**Record extracts**
::::::::

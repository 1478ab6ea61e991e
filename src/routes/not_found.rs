//! Minimal 404 page for unknown routes.

use crate::components::AppShell;
use crate::routes::paths;
use leptos::prelude::*;
use leptos_router::components::A;

#[component]
pub fn NotFoundPage() -> impl IntoView {
    view! {
        <AppShell>
            <div class="flex flex-col items-center justify-center min-h-[50vh] text-center px-4 space-y-6">
                <h1 class="text-9xl font-black text-gray-200 dark:text-gray-800 select-none">
                    "404"
                </h1>
                <p class="text-2xl font-bold text-gray-900 dark:text-white">"Page not found"</p>
                <p class="text-gray-500 dark:text-gray-400 max-w-sm mx-auto">
                    "The page you requested does not exist or has moved."
                </p>
                <div class="flex items-center justify-center gap-4">
                    <A
                        href=paths::HOME
                        {..}
                        class="inline-flex items-center px-5 py-2.5 text-sm font-medium text-white bg-blue-700 rounded-lg hover:bg-blue-800 dark:bg-blue-600 dark:hover:bg-blue-700"
                    >
                        "Go home"
                    </A>
                    <button
                        type="button"
                        class="inline-flex items-center px-5 py-2.5 text-sm font-medium text-gray-900 bg-white border border-gray-200 rounded-lg hover:bg-gray-100 dark:bg-gray-800 dark:text-gray-400 dark:border-gray-600 dark:hover:bg-gray-700"
                        on:click=move |_| {
                            if let Some(window) = web_sys::window() {
                                if let Ok(history) = window.history() {
                                    let _ = history.back();
                                }
                            }
                        }
                    >
                        "Go back"
                    </button>
                </div>
            </div>
        </AppShell>
    }
}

::::::::

**To do**
Everything in the material should be repeated exactly as written.

**Finished task**
repository 1478ab6ea61e991e
filename src/routes/not_found.rs
//! Minimal 404 page for unknown routes.

use crate::components::AppShell;
use crate::routes::paths;
use leptos::prelude::*;
use leptos_router::components::A;

#[component]
pub fn NotFoundPage() -> impl IntoView {
    view! {
        <AppShell>
            <div class="flex flex-col items-center justify-center min-h-[50vh] text-center px-4 space-y-6">
                <h1 class="text-9xl font-black text-gray-200 dark:text-gray-800 select-none">
                    "404"
                </h1>
                <p class="text-2xl font-bold text-gray-900 dark:text-white">"Page not found"</p>
                <p class="text-gray-500 dark:text-gray-400 max-w-sm mx-auto">
                    "The page you requested does not exist or has moved."
                </p>
                <div class="flex items-center justify-center gap-4">
                    <A
                        href=paths::HOME
                        {..}
                        class="inline-flex items-center px-5 py-2.5 text-sm font-medium text-white bg-blue-700 rounded-lg hover:bg-blue-800 dark:bg-blue-600 dark:hover:bg-blue-700"
                    >
                        "Go home"
                    </A>
                    <button
                        type="button"
                        class="inline-flex items-center px-5 py-2.5 text-sm font-medium text-gray-900 bg-white border border-gray-200 rounded-lg hover:bg-gray-100 dark:bg-gray-800 dark:text-gray-400 dark:border-gray-600 dark:hover:bg-gray-700"
                        on:click=move |_| {
                            if let Some(window) = web_sys::window() {
                                if let Ok(history) = window.history() {
                                    let _ = history.back();
                                }
                            }
                        }
                    >
                        "Go back"
                    </button>
                </div>
            </div>
        </AppShell>
    }
}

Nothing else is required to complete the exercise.